Thursday, 22 August 2013

Hairy Boobs

Dear Miya,

If you want us to be able to follow your logic, then sometimes the things you say require further explanation.  An example from this evening:

Daddy:  "I can't go to the park with you and Mommy because I have to watch Rhys."
You:  "No, you have hairy boobs.  You have to go to the park with me."
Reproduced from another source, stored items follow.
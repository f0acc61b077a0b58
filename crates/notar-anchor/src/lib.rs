//! Anchoring core for Notar.
//!
//! Two workers, each a bounded loop over a [`LedgerClient`](notar_ledger::LedgerClient):
//!
//! - [`BalanceEnsurer`]: make sure the wallet can pay, requesting a top-up
//!   and polling until it lands or the poll budget runs out
//! - [`TransactionAnchorer`]: build, sign and submit the memo transaction
//!   carrying a digest, retrying transient failures from a fresh blockhash
//!
//! Waiting goes through a [`Clock`], so both loops run instantly under
//! [`ManualClock`] in tests.

pub mod anchorer;
pub mod clock;
pub mod error;
pub mod funding;
pub mod retry;

pub use anchorer::{AnchorReceipt, AnchorRequest, ConfirmationStatus, TransactionAnchorer};
pub use clock::{Clock, Deadline, ManualClock, SystemClock};
pub use error::{AnchorError, AnchorResult, FundingError, FundingResult};
pub use funding::{BalanceEnsurer, BalanceOutcome, FundingPolicy};
pub use retry::{Backoff, RetryPolicy};
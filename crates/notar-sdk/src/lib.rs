//! High-level SDK for Notar.
//!
//! [`AnchoringService`] is the entry point: `issue` anchors an artifact's
//! digest on the ledger and records a certificate, `verify` answers whether
//! an artifact was anchored. [`NotarConfig`] wires a service from a TOML
//! file.

pub mod config;
pub mod error;
pub mod service;

pub use config::{ConfigError, FundingConfig, IndexConfig, NotarConfig, RpcConfig, SubmitConfig};
pub use error::{ErrorKind, ServiceError, ServiceResult};
pub use service::{
    AnchoringService, IssueOptions, ServiceBuilder, UnfundedPolicy, VerificationResult,
};

// Re-export key types
pub use notar_anchor::{AnchorReceipt, BalanceOutcome, Clock, ConfirmationStatus, ManualClock};
pub use notar_crypto::{DigestComputer, Signer, SigningKey, WalletKeyStore};
pub use notar_index::{CertificateIndex, CertificateRecord};
pub use notar_ledger::{InMemoryLedger, LedgerClient};
pub use notar_types::{Address, Digest, Lamports, TxSignature, LAMPORTS_PER_TOKEN};
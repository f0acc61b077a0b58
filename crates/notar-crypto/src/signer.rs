use notar_types::{Address, TxSignature};

use crate::error::SignerError;

/// Signing capability over arbitrary byte payloads.
///
/// The anchoring workflow signs through this trait rather than a concrete key
/// so that remote or hardware-backed signers can stand in for the local
/// wallet. Implementations must be deterministic for a given payload.
pub trait Signer: Send + Sync {
    /// Address of the account this signer signs for.
    fn address(&self) -> Address;

    /// Sign a message, or report why no signature could be produced.
    fn try_sign(&self, message: &[u8]) -> Result<TxSignature, SignerError>;
}

/// Ed25519 signing key (private).
pub struct SigningKey(ed25519_dalek::SigningKey);

impl SigningKey {
    /// Generate a new random signing key.
    pub fn generate() -> Self {
        let mut csprng = rand::thread_rng();
        Self(ed25519_dalek::SigningKey::generate(&mut csprng))
    }

    /// Create from a raw 32-byte secret seed.
    pub fn from_bytes(bytes: [u8; 32]) -> Self {
        Self(ed25519_dalek::SigningKey::from_bytes(&bytes))
    }

    /// The public address derived from this key.
    pub fn address(&self) -> Address {
        Address::from_bytes(self.0.verifying_key().to_bytes())
    }

    /// Sign a message. Ed25519 signatures are deterministic.
    pub fn sign(&self, message: &[u8]) -> TxSignature {
        use ed25519_dalek::Signer as _;
        TxSignature::from_bytes(self.0.sign(message).to_bytes())
    }

    /// Raw secret seed bytes.
    pub fn as_bytes(&self) -> &[u8; 32] {
        self.0.as_bytes()
    }

    /// Secret seed followed by the public key, the conventional keypair layout.
    pub fn to_keypair_bytes(&self) -> [u8; 64] {
        self.0.to_keypair_bytes()
    }
}

impl Signer for SigningKey {
    fn address(&self) -> Address {
        SigningKey::address(self)
    }

    fn try_sign(&self, message: &[u8]) -> Result<TxSignature, SignerError> {
        Ok(self.sign(message))
    }
}

impl std::fmt::Debug for SigningKey {
    fn fmt(&self, f: &mut std::fmt::Formatter<'_>) -> std::fmt::Result {
        write!(f, "SigningKey(<redacted>)")
    }
}

/// Verify that `signature` over `message` was produced by `address`.
pub fn verify_signature(
    address: &Address,
    message: &[u8],
    signature: &TxSignature,
) -> Result<(), SignerError> {
    use ed25519_dalek::Verifier as _;
    let key = ed25519_dalek::VerifyingKey::from_bytes(address.as_bytes())
        .map_err(|_| SignerError::InvalidKey)?;
    let sig = ed25519_dalek::Signature::from_bytes(signature.as_bytes());
    key.verify(message, &sig)
        .map_err(|_| SignerError::InvalidSignature)
}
This could go a lot of ways.  I will assume you meant that he can't feed the baby.  However, as I previously stated, further explanation is required to be sure.

Love,
Mommy


Wednesday, 21 August 2013

Karma

Dear Miya and Rhys,

Being the mom-in-the-grocery-store-with-two-crying-kids is awesome.  But, being the mom-in-the-grocery-store-with-two-crying-kids-who-doesn't-realize-that-her-breasts-are-leaking-all-over-her-shirt-until-she-gets-to-the-car is even better.  I believe in karma and because of this, I cannot wait until you two have children of your own.

Love,
Mommy

Piñata Fail

Dear Miya,

I love that you embrace your individuality and have the confidence to be yourself.  Most of the time.  In future, when you are at a party involving a piñata, the goal is to get lots of candy to share with Mommy for you to enjoy.  The goal is not to get all of the bubbles.  Furthermore, it probably wasn't necessary to put your angry eyes on every time someone got near your bag.  Trust me, no one wanted to steal your bubbles.

Love,
Mommy

Bee Stings

Dear Rhys,

I always fancied myself to be a mother who would do anything to protect her children.  That was until this summer.  You attract bees and wasps in large numbers.  Last week, one of them stung me.  It hurt a lot.  I suggest you stop seducing the bees with your sweet baby smell.  There is a finite number of stings I will endure before I surrender you to them.  Consider yourself warned.